— Action item —
A single number is needed: how many lines of the data hold the word "bool".

— Extracted information —
========
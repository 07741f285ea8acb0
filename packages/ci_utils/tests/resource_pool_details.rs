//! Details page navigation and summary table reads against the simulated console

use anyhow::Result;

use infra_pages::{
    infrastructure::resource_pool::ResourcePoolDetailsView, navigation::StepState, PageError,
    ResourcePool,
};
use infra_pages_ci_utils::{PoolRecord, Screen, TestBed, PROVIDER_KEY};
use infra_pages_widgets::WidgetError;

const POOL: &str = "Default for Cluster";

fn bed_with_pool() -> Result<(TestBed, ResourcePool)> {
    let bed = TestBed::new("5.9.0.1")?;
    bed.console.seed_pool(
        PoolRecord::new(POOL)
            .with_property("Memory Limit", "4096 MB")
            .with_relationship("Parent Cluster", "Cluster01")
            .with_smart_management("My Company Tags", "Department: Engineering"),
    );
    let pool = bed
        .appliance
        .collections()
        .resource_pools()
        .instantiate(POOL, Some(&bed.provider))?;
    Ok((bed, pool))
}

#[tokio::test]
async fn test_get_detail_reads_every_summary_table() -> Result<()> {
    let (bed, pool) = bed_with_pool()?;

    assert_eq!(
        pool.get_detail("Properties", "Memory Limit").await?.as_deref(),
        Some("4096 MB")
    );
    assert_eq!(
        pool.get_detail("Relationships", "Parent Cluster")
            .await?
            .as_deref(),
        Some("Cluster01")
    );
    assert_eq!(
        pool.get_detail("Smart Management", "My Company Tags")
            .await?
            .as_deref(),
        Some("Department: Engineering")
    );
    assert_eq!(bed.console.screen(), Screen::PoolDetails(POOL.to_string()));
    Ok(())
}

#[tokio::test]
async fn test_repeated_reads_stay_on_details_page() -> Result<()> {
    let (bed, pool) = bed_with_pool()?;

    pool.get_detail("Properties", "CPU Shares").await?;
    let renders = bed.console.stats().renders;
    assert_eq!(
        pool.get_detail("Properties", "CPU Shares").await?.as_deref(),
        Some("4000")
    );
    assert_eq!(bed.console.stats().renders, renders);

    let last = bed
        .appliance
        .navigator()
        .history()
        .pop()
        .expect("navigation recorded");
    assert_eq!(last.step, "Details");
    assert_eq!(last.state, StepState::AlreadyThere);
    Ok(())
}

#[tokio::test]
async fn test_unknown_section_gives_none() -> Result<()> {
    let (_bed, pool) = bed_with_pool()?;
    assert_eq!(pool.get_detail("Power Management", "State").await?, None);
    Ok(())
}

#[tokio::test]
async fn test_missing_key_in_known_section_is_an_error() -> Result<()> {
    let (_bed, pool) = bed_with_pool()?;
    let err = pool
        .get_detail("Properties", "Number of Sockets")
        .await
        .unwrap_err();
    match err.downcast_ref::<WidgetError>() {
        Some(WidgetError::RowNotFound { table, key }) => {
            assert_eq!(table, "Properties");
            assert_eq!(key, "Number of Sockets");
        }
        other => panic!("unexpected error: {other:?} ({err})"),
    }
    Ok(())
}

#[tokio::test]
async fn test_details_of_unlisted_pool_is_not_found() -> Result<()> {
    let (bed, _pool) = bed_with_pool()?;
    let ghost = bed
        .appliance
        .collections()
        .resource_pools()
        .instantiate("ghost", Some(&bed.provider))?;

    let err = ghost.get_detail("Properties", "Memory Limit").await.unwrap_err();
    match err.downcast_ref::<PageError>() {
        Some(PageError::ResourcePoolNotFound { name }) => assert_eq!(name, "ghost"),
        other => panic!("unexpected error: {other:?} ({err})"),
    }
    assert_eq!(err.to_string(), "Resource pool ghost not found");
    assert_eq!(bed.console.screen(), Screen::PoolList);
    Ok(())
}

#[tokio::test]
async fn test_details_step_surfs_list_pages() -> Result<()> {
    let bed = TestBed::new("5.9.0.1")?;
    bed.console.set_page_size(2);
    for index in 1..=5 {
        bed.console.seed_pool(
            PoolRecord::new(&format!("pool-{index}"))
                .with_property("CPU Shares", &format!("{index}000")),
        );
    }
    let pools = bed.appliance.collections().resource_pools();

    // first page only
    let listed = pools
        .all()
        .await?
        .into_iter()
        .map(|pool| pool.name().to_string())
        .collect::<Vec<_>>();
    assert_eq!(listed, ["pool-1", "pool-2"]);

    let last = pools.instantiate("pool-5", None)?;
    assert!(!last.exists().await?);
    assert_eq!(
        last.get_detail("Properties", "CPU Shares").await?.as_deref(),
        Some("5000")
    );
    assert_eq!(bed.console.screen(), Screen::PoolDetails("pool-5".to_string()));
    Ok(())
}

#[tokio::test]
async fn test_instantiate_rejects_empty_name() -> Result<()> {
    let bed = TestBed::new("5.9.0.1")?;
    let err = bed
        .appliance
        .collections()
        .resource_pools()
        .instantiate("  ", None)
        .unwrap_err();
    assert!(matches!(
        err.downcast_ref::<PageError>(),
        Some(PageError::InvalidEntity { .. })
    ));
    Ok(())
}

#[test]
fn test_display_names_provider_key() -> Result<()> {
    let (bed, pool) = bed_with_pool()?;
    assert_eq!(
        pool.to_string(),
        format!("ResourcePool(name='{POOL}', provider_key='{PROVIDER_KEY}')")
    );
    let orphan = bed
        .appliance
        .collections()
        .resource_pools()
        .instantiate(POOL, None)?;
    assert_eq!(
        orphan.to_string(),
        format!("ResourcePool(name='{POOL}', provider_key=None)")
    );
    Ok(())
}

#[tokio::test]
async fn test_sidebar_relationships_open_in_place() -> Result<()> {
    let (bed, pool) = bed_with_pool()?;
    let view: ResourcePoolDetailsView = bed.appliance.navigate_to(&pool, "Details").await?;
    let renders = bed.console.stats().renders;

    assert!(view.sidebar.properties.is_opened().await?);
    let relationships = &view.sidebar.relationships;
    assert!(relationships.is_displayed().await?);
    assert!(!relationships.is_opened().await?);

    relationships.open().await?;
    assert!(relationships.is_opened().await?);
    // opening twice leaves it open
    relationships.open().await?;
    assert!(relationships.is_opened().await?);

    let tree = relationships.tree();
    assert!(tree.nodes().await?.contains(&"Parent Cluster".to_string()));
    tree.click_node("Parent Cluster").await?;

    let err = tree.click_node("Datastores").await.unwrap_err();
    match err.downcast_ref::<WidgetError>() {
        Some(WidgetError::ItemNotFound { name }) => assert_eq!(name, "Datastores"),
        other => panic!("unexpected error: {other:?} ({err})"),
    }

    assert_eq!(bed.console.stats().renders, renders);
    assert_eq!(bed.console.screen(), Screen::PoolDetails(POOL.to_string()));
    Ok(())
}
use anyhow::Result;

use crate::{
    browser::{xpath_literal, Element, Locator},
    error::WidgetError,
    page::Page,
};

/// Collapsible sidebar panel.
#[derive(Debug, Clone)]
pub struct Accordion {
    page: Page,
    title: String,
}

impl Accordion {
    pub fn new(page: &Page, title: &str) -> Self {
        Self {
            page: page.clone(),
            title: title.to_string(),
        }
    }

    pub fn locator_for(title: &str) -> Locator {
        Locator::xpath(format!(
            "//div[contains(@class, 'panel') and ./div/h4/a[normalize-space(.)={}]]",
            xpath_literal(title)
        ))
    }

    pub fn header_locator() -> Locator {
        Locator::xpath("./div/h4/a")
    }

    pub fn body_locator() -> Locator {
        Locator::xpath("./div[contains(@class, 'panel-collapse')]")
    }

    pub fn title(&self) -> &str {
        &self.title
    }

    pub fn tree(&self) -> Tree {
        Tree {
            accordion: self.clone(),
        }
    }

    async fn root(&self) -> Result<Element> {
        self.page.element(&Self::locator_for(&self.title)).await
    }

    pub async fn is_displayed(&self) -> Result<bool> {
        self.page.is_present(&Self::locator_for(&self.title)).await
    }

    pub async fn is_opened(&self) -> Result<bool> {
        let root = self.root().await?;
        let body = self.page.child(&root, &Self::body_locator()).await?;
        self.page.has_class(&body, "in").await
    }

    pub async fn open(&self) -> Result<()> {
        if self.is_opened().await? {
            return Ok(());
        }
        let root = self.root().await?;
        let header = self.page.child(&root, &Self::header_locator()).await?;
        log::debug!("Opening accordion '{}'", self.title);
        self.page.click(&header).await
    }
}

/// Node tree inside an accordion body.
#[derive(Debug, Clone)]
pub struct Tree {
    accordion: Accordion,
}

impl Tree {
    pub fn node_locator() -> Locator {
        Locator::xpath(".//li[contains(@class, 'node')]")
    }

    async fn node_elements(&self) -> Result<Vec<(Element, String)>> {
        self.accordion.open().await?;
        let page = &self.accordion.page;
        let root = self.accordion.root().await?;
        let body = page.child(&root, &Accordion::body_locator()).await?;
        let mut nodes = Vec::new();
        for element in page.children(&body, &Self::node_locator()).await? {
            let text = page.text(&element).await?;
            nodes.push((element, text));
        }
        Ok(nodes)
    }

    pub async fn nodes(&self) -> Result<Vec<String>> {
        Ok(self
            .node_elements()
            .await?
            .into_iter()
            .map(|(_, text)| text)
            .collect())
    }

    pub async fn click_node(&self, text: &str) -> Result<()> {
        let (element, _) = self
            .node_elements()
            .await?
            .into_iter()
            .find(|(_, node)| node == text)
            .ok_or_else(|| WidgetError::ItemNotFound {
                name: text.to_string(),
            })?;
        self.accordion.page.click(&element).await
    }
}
========
— Written answer —
2